DATA SUPPLIED:
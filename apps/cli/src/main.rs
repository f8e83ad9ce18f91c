use std::path::{Path, PathBuf};

use anyhow::{anyhow, bail, Context, Result};
use chrono::Local;
use clap::{Args, Parser, Subcommand};
use env_logger::{Builder, Env};
use glosscheck_core::{
    apply_edit, diff_tables, reconcile_sources, ColumnMapping, ColumnOverrides, ColumnRole,
    CompareColumn, CompareRecord, MatchState, MismatchCounts, RecordFilter,
};
use glosscheck_settings::{SourceAlias, Storage, StorageLocator};
use glosscheck_sources::{
    export_versioned, load_sources, read_compare_records, read_table, write_compare_csv,
    write_compare_xlsx, write_diff_csv, SourcePaths,
};

const FILE_TIMESTAMP: &str = "%Y%m%d_%H%M%S";
const EDIT_TIMESTAMP: &str = "%Y-%m-%d %H:%M:%S";
const EXPORT_BASE_NAME: &str = "glossary_compare";

#[derive(Parser)]
#[command(
    name = "glosscheck-cli",
    about = "Reconcile a translation dictionary against ko/en/ru JSON language files",
    author,
    version
)]
struct Cli {
    /// 指定儲存資料夾；覆寫環境變數與設定檔。 / Storage directory; overrides the environment and config file.
    #[arg(long, global = true, value_name = "PATH")]
    storage_dir: Option<PathBuf>,
    #[command(subcommand)]
    command: Commands,
}

#[derive(Subcommand)]
enum Commands {
    /// 顯示字典表自動對應的欄位。 / Show which dictionary headers were picked for each column.
    Columns(ColumnsArgs),
    /// 比對字典與 JSON 語系檔。 / Compare the dictionary against the JSON language files.
    Compare(CompareArgs),
    /// 比較兩份匯出的比對表。 / Report changes between two exported compare tables.
    Diff(DiffArgs),
    /// 修改匯出比對表中的一格。 / Edit one cell of an exported compare table.
    Edit(EditArgs),
    /// 檢視或設定儲存資料夾。 / Show or set the storage directory.
    #[command(subcommand)]
    Storage(StorageCommand),
}

#[derive(Args)]
struct ColumnsArgs {
    /// 字典檔（CSV 或 TSV）。 / Dictionary file (CSV or TSV).
    #[arg(value_name = "DICTIONARY")]
    dictionary: PathBuf,
}

#[derive(Args)]
struct CompareArgs {
    /// 字典檔（CSV 或 TSV）。 / Dictionary file (CSV or TSV).
    #[arg(long, value_name = "PATH")]
    dictionary: Option<PathBuf>,

    /// 韓文 JSON。 / Korean JSON file.
    #[arg(long, value_name = "PATH")]
    ko: Option<PathBuf>,

    /// 俄文 JSON。 / Russian JSON file.
    #[arg(long, value_name = "PATH")]
    ru: Option<PathBuf>,

    /// 英文 JSON。 / English JSON file.
    #[arg(long, value_name = "PATH")]
    en: Option<PathBuf>,

    /// 缺少的輸入改用已儲存的來源檔。 / Fill missing inputs from saved sources.
    #[arg(long)]
    use_saved: bool,

    /// 加入只存在於 en.json 的鍵。 / Add rows for keys found only in en.json.
    #[arg(long)]
    include_en_keys: bool,

    /// 指定模組欄位標頭。 / Header of the module column.
    #[arg(long, value_name = "HEADER")]
    module_col: Option<String>,

    /// 指定英文欄位標頭。 / Header of the English column.
    #[arg(long, value_name = "HEADER")]
    english_col: Option<String>,

    /// 指定韓文欄位標頭。 / Header of the Korean column.
    #[arg(long, value_name = "HEADER")]
    korean_col: Option<String>,

    /// 指定俄文欄位標頭。 / Header of the Russian column.
    #[arg(long, value_name = "HEADER")]
    russian_col: Option<String>,

    /// 輸出 CSV 路徑。 / Write the result as CSV.
    #[arg(long, value_name = "OUT")]
    csv: Option<PathBuf>,

    /// 輸出 XLSX 路徑。 / Write the result as XLSX.
    #[arg(long, value_name = "OUT")]
    xlsx: Option<PathBuf>,

    /// 以版本號匯出到匯出資料夾。 / Write a versioned CSV and XLSX into the export directory.
    #[arg(long)]
    export: bool,

    /// 將輸入檔保存到儲存資料夾。 / Keep copies of the inputs in the storage directory.
    #[arg(long)]
    save_sources: bool,

    /// 依 KO 結果篩選（Y、N、no-file）。 / Keep rows with this KO_Match state.
    #[arg(long, value_name = "STATE")]
    ko_match: Option<MatchState>,

    /// 依 EN 結果篩選。 / Keep rows with this EN_Match state.
    #[arg(long, value_name = "STATE")]
    en_match: Option<MatchState>,

    /// 依 RU 結果篩選。 / Keep rows with this RU_Match state.
    #[arg(long, value_name = "STATE")]
    ru_match: Option<MatchState>,

    /// 依整體結果篩選。 / Keep rows with this Overall_Match state.
    #[arg(long, value_name = "STATE")]
    overall: Option<MatchState>,

    /// 全文搜尋（不分大小寫）。 / Keep rows where any cell contains this text.
    #[arg(long, value_name = "TEXT")]
    query: Option<String>,
}

#[derive(Args)]
struct DiffArgs {
    /// 基準比對表。 / Baseline compare table.
    #[arg(long, value_name = "PATH")]
    baseline: PathBuf,

    /// 目前比對表。 / Current compare table.
    #[arg(long, value_name = "PATH")]
    current: PathBuf,

    /// 將差異寫成 CSV。 / Write the change log as CSV instead of printing it.
    #[arg(long, value_name = "OUT")]
    csv: Option<PathBuf>,
}

#[derive(Args)]
struct EditArgs {
    /// 匯出的比對 CSV。 / Exported compare CSV.
    #[arg(long, value_name = "PATH")]
    table: PathBuf,

    /// 要修改的 Compare Key。 / Compare Key of the row to edit.
    #[arg(long, value_name = "KEY")]
    key: String,

    /// 欄位標頭。 / Header of the column to edit.
    #[arg(long, value_name = "HEADER")]
    column: String,

    /// 新的值。 / New cell value.
    #[arg(long, value_name = "TEXT")]
    value: String,

    /// 輸出路徑；預設覆寫原檔。 / Output path; defaults to rewriting the table.
    #[arg(long, value_name = "PATH")]
    output: Option<PathBuf>,
}

#[derive(Subcommand)]
enum StorageCommand {
    /// 顯示目前的儲存與匯出資料夾。 / Print the storage and export directories.
    Show,
    /// 保存新的儲存資料夾。 / Persist a new storage directory.
    Set(StorageSetArgs),
}

#[derive(Args)]
struct StorageSetArgs {
    /// 新的儲存資料夾。 / New storage directory.
    #[arg(value_name = "PATH")]
    path: PathBuf,
}

fn main() {
    Builder::from_env(Env::default().default_filter_or("info")).init();
    if let Err(err) = run() {
        eprintln!("Error: {err}");
        std::process::exit(1);
    }
}

fn run() -> Result<()> {
    let Cli {
        storage_dir,
        command,
    } = Cli::parse();
    match command {
        Commands::Columns(args) => execute_columns(args),
        Commands::Compare(args) => execute_compare(args, storage_dir.as_deref()),
        Commands::Diff(args) => execute_diff(args),
        Commands::Edit(args) => execute_edit(args),
        Commands::Storage(subcommand) => execute_storage_command(subcommand, storage_dir.as_deref()),
    }
}

fn resolve_storage(preferred: Option<&Path>) -> Result<Storage> {
    StorageLocator::from_env()
        .resolve(preferred)
        .context("failed to prepare the storage directory")
}

fn require_existing(path: &Path, what: &str) -> Result<()> {
    if !path.exists() {
        bail!("{what} '{}' does not exist", path.display());
    }
    Ok(())
}

fn execute_columns(args: ColumnsArgs) -> Result<()> {
    require_existing(&args.dictionary, "dictionary")?;
    let table = read_table(&args.dictionary)?;
    let guessed = ColumnMapping::guess(table.headers());
    for role in ColumnRole::ALL {
        println!("{role}: {}", guessed.get(role).unwrap_or("-"));
    }
    Ok(())
}

fn column_overrides(args: &CompareArgs) -> ColumnOverrides {
    ColumnOverrides {
        module: args.module_col.clone(),
        english: args.english_col.clone(),
        korean: args.korean_col.clone(),
        russian: args.russian_col.clone(),
    }
}

fn record_filter(args: &CompareArgs) -> RecordFilter {
    RecordFilter {
        ko: args.ko_match,
        en: args.en_match,
        ru: args.ru_match,
        overall: args.overall,
        query: args.query.clone(),
    }
}

fn source_slots(paths: &mut SourcePaths) -> [(SourceAlias, &mut Option<PathBuf>); 4] {
    [
        (SourceAlias::Dictionary, &mut paths.dictionary),
        (SourceAlias::Ko, &mut paths.ko),
        (SourceAlias::Ru, &mut paths.ru),
        (SourceAlias::En, &mut paths.en),
    ]
}

fn execute_compare(args: CompareArgs, storage_dir: Option<&Path>) -> Result<()> {
    let mut paths = SourcePaths {
        dictionary: args.dictionary.clone(),
        ko: args.ko.clone(),
        ru: args.ru.clone(),
        en: args.en.clone(),
    };
    let needs_storage = args.use_saved || args.save_sources || args.export;
    let storage = if needs_storage {
        Some(resolve_storage(storage_dir)?)
    } else {
        None
    };
    let timestamp = Local::now().format(FILE_TIMESTAMP).to_string();

    if let Some(storage) = &storage {
        if args.save_sources {
            for (alias, slot) in source_slots(&mut paths) {
                if let Some(path) = slot.as_ref().filter(|path| path.exists()) {
                    storage
                        .store_source(alias, path, &timestamp)
                        .with_context(|| format!("failed to save {}", path.display()))?;
                }
            }
        }
        if args.use_saved {
            for (alias, slot) in source_slots(&mut paths) {
                if slot.is_none() {
                    *slot = storage.saved_source(alias);
                    if let Some(path) = slot.as_ref() {
                        log::info!("using saved {alias}: {}", path.display());
                    }
                }
            }
        }
    }

    let dictionary_path = paths
        .dictionary
        .clone()
        .ok_or_else(|| anyhow!("no dictionary given; pass --dictionary or --use-saved"))?;
    require_existing(&dictionary_path, "dictionary")?;

    let loaded = load_sources(&paths)?;
    let table = loaded
        .dictionary
        .as_ref()
        .ok_or_else(|| anyhow!("dictionary '{}' could not be read", dictionary_path.display()))?;
    let mapping = ColumnMapping::resolve(table.headers(), &column_overrides(&args))
        .with_context(|| format!("failed to map columns of {}", dictionary_path.display()))?;
    let (records, report) = reconcile_sources(table, &mapping, &loaded.maps(), args.include_en_keys);

    println!("{report}");
    println!("{}", MismatchCounts::from_records(&records));

    let filter = record_filter(&args);
    let selected: Vec<CompareRecord> = filter.apply(&records).into_iter().cloned().collect();
    if !filter.is_empty() {
        println!("{} of {} rows match the filter", selected.len(), records.len());
        for record in &selected {
            print_record(record);
        }
    }

    if let Some(path) = &args.csv {
        write_compare_csv(path, &selected)?;
        println!("Wrote CSV to {}", path.display());
    }
    if let Some(path) = &args.xlsx {
        write_compare_xlsx(path, &selected)?;
        println!("Wrote XLSX to {}", path.display());
    }
    if args.export {
        if let Some(storage) = &storage {
            let version = storage.reserve_next_version()?;
            let dir = storage.export_dir()?;
            let export = export_versioned(
                &selected,
                &dir,
                EXPORT_BASE_NAME,
                &version.to_string(),
                &timestamp,
            )?;
            println!("Exported v{version} to {}", export.csv.display());
            println!("Exported v{version} to {}", export.xlsx.display());
        }
    }
    Ok(())
}

fn print_record(record: &CompareRecord) {
    println!(
        "  [{}] {} ({}) KO={} EN={} RU={} overall={}",
        record.seq,
        record.key,
        record.module,
        record.ko_match,
        record.en_match,
        record.ru_match,
        record.overall_match
    );
}

fn execute_diff(args: DiffArgs) -> Result<()> {
    require_existing(&args.baseline, "baseline")?;
    require_existing(&args.current, "current table")?;
    let baseline = read_table(&args.baseline)?;
    let current = read_table(&args.current)?;
    let changes = diff_tables(&baseline, &current);

    if let Some(path) = &args.csv {
        write_diff_csv(path, &changes)?;
        println!("Wrote {} changes to {}", changes.len(), path.display());
        return Ok(());
    }
    if changes.is_empty() {
        println!("No changes.");
        return Ok(());
    }
    println!("{} changes:", changes.len());
    for change in &changes {
        println!(
            "  {}\t{}\t{}\t{}\t{}",
            change.key, change.change, change.column, change.old, change.new
        );
    }
    Ok(())
}

fn execute_edit(args: EditArgs) -> Result<()> {
    require_existing(&args.table, "table")?;
    let column = CompareColumn::from_header(&args.column)
        .ok_or_else(|| anyhow!("unknown column '{}'", args.column))?;
    let mut records = read_compare_records(&args.table)?;
    let key = args.key.trim();
    let record = records
        .iter_mut()
        .find(|record| record.key == key)
        .ok_or_else(|| anyhow!("no row with key '{key}' in {}", args.table.display()))?;

    let edited_at = Local::now().format(EDIT_TIMESTAMP).to_string();
    apply_edit(record, column, &args.value, &edited_at)?;
    println!(
        "Edited '{}': KO={} EN={} RU={} overall={}",
        record.key, record.ko_match, record.en_match, record.ru_match, record.overall_match
    );

    let output = args.output.unwrap_or(args.table);
    write_compare_csv(&output, &records)?;
    println!("Wrote {}", output.display());
    Ok(())
}

fn execute_storage_command(command: StorageCommand, storage_dir: Option<&Path>) -> Result<()> {
    match command {
        StorageCommand::Show => {
            let storage = resolve_storage(storage_dir)?;
            println!("Storage: {}", storage.root().display());
            println!("Exports: {}", storage.export_dir()?.display());
            for alias in SourceAlias::ALL {
                if let Some(path) = storage.saved_source(alias) {
                    println!("  {alias}: {}", path.display());
                }
            }
            Ok(())
        }
        StorageCommand::Set(args) => {
            let storage = StorageLocator::from_env()
                .set_storage_dir(&args.path)
                .with_context(|| format!("failed to set storage to {}", args.path.display()))?;
            println!("Storage set to {}", storage.root().display());
            Ok(())
        }
    }
}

BRIEF:
Reproduce exactly every line that sits between the start of the entries and the line bearing "JSON language files.", counting both of those lines.

FINISHED TASK:
filename apps/cli/src/main.rs
repository f8e83ad9ce18f91c
use std::path::{Path, PathBuf};

use anyhow::{anyhow, bail, Context, Result};
use chrono::Local;
use clap::{Args, Parser, Subcommand};
use env_logger::{Builder, Env};
use glosscheck_core::{
    apply_edit, diff_tables, reconcile_sources, ColumnMapping, ColumnOverrides, ColumnRole,
    CompareColumn, CompareRecord, MatchState, MismatchCounts, RecordFilter,
};
use glosscheck_settings::{SourceAlias, Storage, StorageLocator};
use glosscheck_sources::{
    export_versioned, load_sources, read_compare_records, read_table, write_compare_csv,
    write_compare_xlsx, write_diff_csv, SourcePaths,
};

const FILE_TIMESTAMP: &str = "%Y%m%d_%H%M%S";
const EDIT_TIMESTAMP: &str = "%Y-%m-%d %H:%M:%S";
const EXPORT_BASE_NAME: &str = "glossary_compare";

#[derive(Parser)]
#[command(
    name = "glosscheck-cli",
    about = "Reconcile a translation dictionary against ko/en/ru JSON language files",
    author,
    version
)]
struct Cli {
    /// 指定儲存資料夾；覆寫環境變數與設定檔。 / Storage directory; overrides the environment and config file.
    #[arg(long, global = true, value_name = "PATH")]
    storage_dir: Option<PathBuf>,
    #[command(subcommand)]
    command: Commands,
}

#[derive(Subcommand)]
enum Commands {
    /// 顯示字典表自動對應的欄位。 / Show which dictionary headers were picked for each column.
    Columns(ColumnsArgs),
    /// 比對字典與 JSON 語系檔。 / Compare the dictionary against the JSON language files.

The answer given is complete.